If Britain denies safe passage for Julian Assange to Ecuador and he is eventually extradited to the United States, the consequences will reverberate for years around the world. As filmakers Michael Moore and Oliver Stone ^(https://digitalculturesandtranslation.com/goto/http://www.nytimes.com/2012/08/21/opinion/wikileaks-and-the-global-future-of-free-speech.html?_r=1) explain, given the fact that Assange is not an American citizen, and none of his actions have taken place on American soil, charging him with espionage or terrorism against the US could open an international can of worms because, by the same logic, other countries like Russia or China could demand that foreign reporters anywhere on earth be extradited for violating their laws.
So, for those that question Julian Assange’s innocence or for those that believe the Pussy Riots should not have gone that far, or for those who think unrest in a mine results in a loss of profit for many and it needs to be suppressed at any cost, remember:
I am not talking about conspiracies, I am talking about instruments used to establish and consolidate hegemony and legitimacy of the powerful.
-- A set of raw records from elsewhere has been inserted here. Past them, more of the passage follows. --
//! Sort directives, always terminated by the schema's unique tie-breaker.

use std::fmt;

use serde::{Deserialize, Serialize};
use tracing::debug;

use crate::error::{Error, Result};
use crate::schema::FieldSchema;
use crate::value::FieldKind;

pub const MAX_SORT_FIELDS: usize = 10;

#[derive(Clone, Copy, Debug, PartialEq, Eq, Hash, Serialize, Deserialize)]
#[serde(rename_all = "lowercase")]
pub enum SortDir {
    Asc,
    Desc,
}

impl SortDir {
    pub fn reverse(self) -> Self {
        match self {
            SortDir::Asc => SortDir::Desc,
            SortDir::Desc => SortDir::Asc,
        }
    }

    pub fn apply(self, ordering: std::cmp::Ordering) -> std::cmp::Ordering {
        match self {
            SortDir::Asc => ordering,
            SortDir::Desc => ordering.reverse(),
        }
    }

    pub fn as_str(self) -> &'static str {
        match self {
            SortDir::Asc => "asc",
            SortDir::Desc => "desc",
        }
    }

    fn sign(self) -> char {
        match self {
            SortDir::Asc => '+',
            SortDir::Desc => '-',
        }
    }
}

#[derive(Clone, Debug, PartialEq, Eq, Hash)]
pub struct SortKey {
    pub field: String,
    pub dir: SortDir,
    pub kind: FieldKind,
}

/// Validated, non-empty sort. The tie-breaker field is always present, which
/// gives a total order over rows.
#[derive(Clone, Debug, PartialEq, Eq, Hash)]
pub struct SortSpec {
    keys: Vec<SortKey>,
    tiebreaker: usize,
}

impl SortSpec {
    pub fn keys(&self) -> &[SortKey] {
        &self.keys
    }

    pub fn len(&self) -> usize {
        self.keys.len()
    }

    pub fn is_empty(&self) -> bool {
        self.keys.is_empty()
    }

    /// Primary sort key.
    pub fn leading(&self) -> &SortKey {
        &self.keys[0]
    }

    pub fn tiebreaker(&self) -> &SortKey {
        &self.keys[self.tiebreaker]
    }

    pub fn tiebreaker_index(&self) -> usize {
        self.tiebreaker
    }

    /// Same fields with every direction flipped; used to walk backwards.
    pub fn reversed(&self) -> Self {
        Self {
            keys: self
                .keys
                .iter()
                .map(|k| SortKey {
                    dir: k.dir.reverse(),
                    ..k.clone()
                })
                .collect(),
            tiebreaker: self.tiebreaker,
        }
    }

    /// Compact form used inside cursors: `-createdAt,+email,-id`.
    pub fn to_signed_tokens(&self) -> String {
        self.keys
            .iter()
            .map(|k| format!("{}{}", k.dir.sign(), k.field))
            .collect::<Vec<_>>()
            .join(",")
    }

    pub fn equals_signed_tokens(&self, signed: &str) -> bool {
        let parsed: Vec<(&str, SortDir)> = signed
            .split(',')
            .map(str::trim)
            .filter(|s| !s.is_empty())
            .map(|seg| match seg.as_bytes()[0] {
                b'+' => (&seg[1..], SortDir::Asc),
                b'-' => (&seg[1..], SortDir::Desc),
                _ => (seg, SortDir::Asc),
            })
            .collect();
        parsed.len() == self.keys.len()
            && parsed
                .iter()
                .zip(&self.keys)
                .all(|((f, d), k)| *f == k.field && *d == k.dir)
    }
}

impl fmt::Display for SortSpec {
    fn fmt(&self, f: &mut fmt::Formatter<'_>) -> fmt::Result {
        let parts: Vec<String> = self
            .keys
            .iter()
            .map(|k| format!("{} {}", k.field, k.dir.as_str()))
            .collect();
        f.write_str(&parts.join(", "))
    }
}

/// Parse `direction:field` tokens (`asc:email`, `desc:createdAt`); a bare field
/// sorts ascending.
///
/// The tie-breaker is appended with the direction of the last directive, or
/// `desc` when no directive was given (most recent first). An explicit
/// tie-breaker directive keeps its position and direction.
pub fn parse_sort<I, S>(schema: &FieldSchema, tokens: I) -> Result<SortSpec>
where
    I: IntoIterator<Item = S>,
    S: AsRef<str>,
{
    let mut keys: Vec<SortKey> = Vec::new();

    for token in tokens {
        let token = token.as_ref().trim();
        if token.is_empty() {
            continue;
        }
        let (dir, field) = match token.split_once(':') {
            Some((d, f)) => (parse_dir(d)?, f.trim()),
            None => (SortDir::Asc, token),
        };
        if field.is_empty() {
            return Err(Error::InvalidSortField(token.to_string()));
        }

        let spec = schema
            .get(field)
            .filter(|f| f.spec.sortable)
            .ok_or_else(|| Error::InvalidSortField(field.to_string()))?;
        if keys.iter().any(|k| k.field == spec.name) {
            return Err(Error::InvalidSortField(format!("duplicate sort field {}", spec.name)));
        }
        if keys.len() == MAX_SORT_FIELDS {
            return Err(Error::InvalidSortField("too many sort fields".into()));
        }

        keys.push(SortKey {
            field: spec.name.to_string(),
            dir,
            kind: spec.spec.kind,
        });
    }

    let tb = schema.tiebreaker();
    let tiebreaker = match keys.iter().position(|k| k.field == tb.name) {
        Some(i) => i,
        None => {
            let dir = keys.last().map(|k| k.dir).unwrap_or(SortDir::Desc);
            keys.push(SortKey {
                field: tb.name.to_string(),
                dir,
                kind: tb.spec.kind,
            });
            keys.len() - 1
        }
    };

    let spec = SortSpec { keys, tiebreaker };
    debug!(entity = schema.entity(), sort = %spec, "parsed sort");
    Ok(spec)
}

fn parse_dir(raw: &str) -> Result<SortDir> {
    match raw.trim().to_ascii_lowercase().as_str() {
        "asc" => Ok(SortDir::Asc),
        "desc" => Ok(SortDir::Desc),
        _ => Err(Error::InvalidSortDirection(raw.to_string())),
    }
}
Using the tools already available to them, creating tools that suit their purpose, working with propaganda, the powerful distort the important information and create illusions that make the population believe what they are told and away from the truths behind the political process.
In Noam Chomsky’s words: “At this stage of history, one of two things is possible: Either the general population will take control of its own destiny and will concern itself with community interests guided by values of solidarity and sympathy and concern for others, or alternatively there will be no destiny to control.”
So, never stop questioning.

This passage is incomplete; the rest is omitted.